Synonymous variants in HTRA1 implicated in AMD susceptibility impair its capacity to regulate TGF-β signaling

High-temperature requirement A1 (HTRA1) is a secreted serine protease reported to play a role in the development of several cancers and neurodegenerative diseases. Still, the mechanism underlying the disease processes largely remains undetermined. In age-related macular degeneration (AMD), a common cause of vision impairment and blindness in industrialized societies, two synonymous polymorphisms (rs1049331:C>T, and rs2293870:G>T) in exon 1 of the HTRA1 genewere associated with a high risk to develop disease.
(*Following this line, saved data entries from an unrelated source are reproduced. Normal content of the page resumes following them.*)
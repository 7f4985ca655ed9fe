//! info command - Show the project descriptor and build status
//!
//! Read-only: nothing is compiled or written.

use anyhow::{Context as _, Result};
use serde::Serialize;

use crate::core::config::Config;
use crate::core::project::Dependency;
use crate::core::staleness::StaleReason;
use crate::engine::{self, Context};
use crate::ui::output;

#[derive(Debug, Serialize)]
struct InfoReport<'a> {
    name: &'a str,
    package: &'a str,
    driver: &'a str,
    entry_point: String,
    requires: &'a [Dependency],
    sources: usize,
    stale: Vec<String>,
    rebuild_required: bool,
}

/// Print the descriptor, entry point and staleness summary.
pub fn info(ctx: &Context, config: &Config, json: bool) -> Result<()> {
    let verbosity = ctx.verbosity();
    let session = engine::open_project(ctx, config)?;
    let report = engine::staleness(&session)?;
    let project = &session.project;

    let stale: Vec<String> = report
        .stale
        .iter()
        .map(|s| {
            let reason = match s.reason {
                StaleReason::Missing => "not compiled",
                StaleReason::Outdated => "modified",
            };
            format!("{} ({})", s.source.display(), reason)
        })
        .collect();

    if json {
        let info = InfoReport {
            name: project.name.as_str(),
            package: project.package.as_str(),
            driver: project.driver.as_str(),
            entry_point: project.entry_point(),
            requires: &project.requires,
            sources: report.sources,
            stale,
            rebuild_required: report.rebuild_required(),
        };
        let rendered = serde_json::to_string_pretty(&info).context("failed to render JSON")?;
        println!("{}", rendered);
        return Ok(());
    }

    output::print(format!("Project: {}", project.name), verbosity);
    output::kv("package", &project.package, verbosity);
    output::kv("driver", &project.driver, verbosity);
    output::kv("entry point", project.entry_point(), verbosity);
    if !project.requires.is_empty() {
        let requires: Vec<&str> = project.requires.iter().map(Dependency::id).collect();
        output::kv("requires", requires.join(", "), verbosity);
    }
    output::kv("sources", report.sources, verbosity);

    if report.rebuild_required() {
        output::kv("build", "stale", verbosity);
        output::print(output::format_list(&stale, "    "), verbosity);
    } else {
        output::kv("build", "up to date", verbosity);
    }
    Ok(())
}
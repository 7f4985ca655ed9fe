use std::process::ExitCode;

fn main() -> ExitCode {
    javelin::cli::run()
}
Here, we show that the two polymorphisms result in a protein with altered thermophoretic properties upon heat-induced unfolding, trypsin accessibility and secretion behavior, suggesting unique structural features of the AMD-risk-associated HTRA1 protein. Applying MicroScale Thermophoresis and protease digestion analysis, we demonstrate direct binding and proteolysis of transforming growth factor beta 1 (TGF-beta 1) by normal HTRA1 but not the AMD-risk-associated isoform. As a consequence, both HTRA1 isoforms strongly differed in their ability to control TGF-beta mediated signaling, as revealed by reporter assays targeting the TGF-beta 1-induced serpin peptidase inhibitor (SERPINE1, alias PAI-1) promoter. In addition, structurally altered HTRA1 led to an impaired autocrine TGF-beta signaling in microglia, as measured by a strong down-regulation of downstream effectors of the TGF-beta cascade such as phosphorylated SMAD2 and PAI-1 expression. Taken together, our findings demonstrate the effects of two synonymous HTRA1 variants on protein structure and protein interaction with TGF-beta 1. As a consequence, this leads to an impairment of TGF-beta signaling and microglial regulation. Functional implications of the altered properties on AMD pathogenesis remain to be clarified.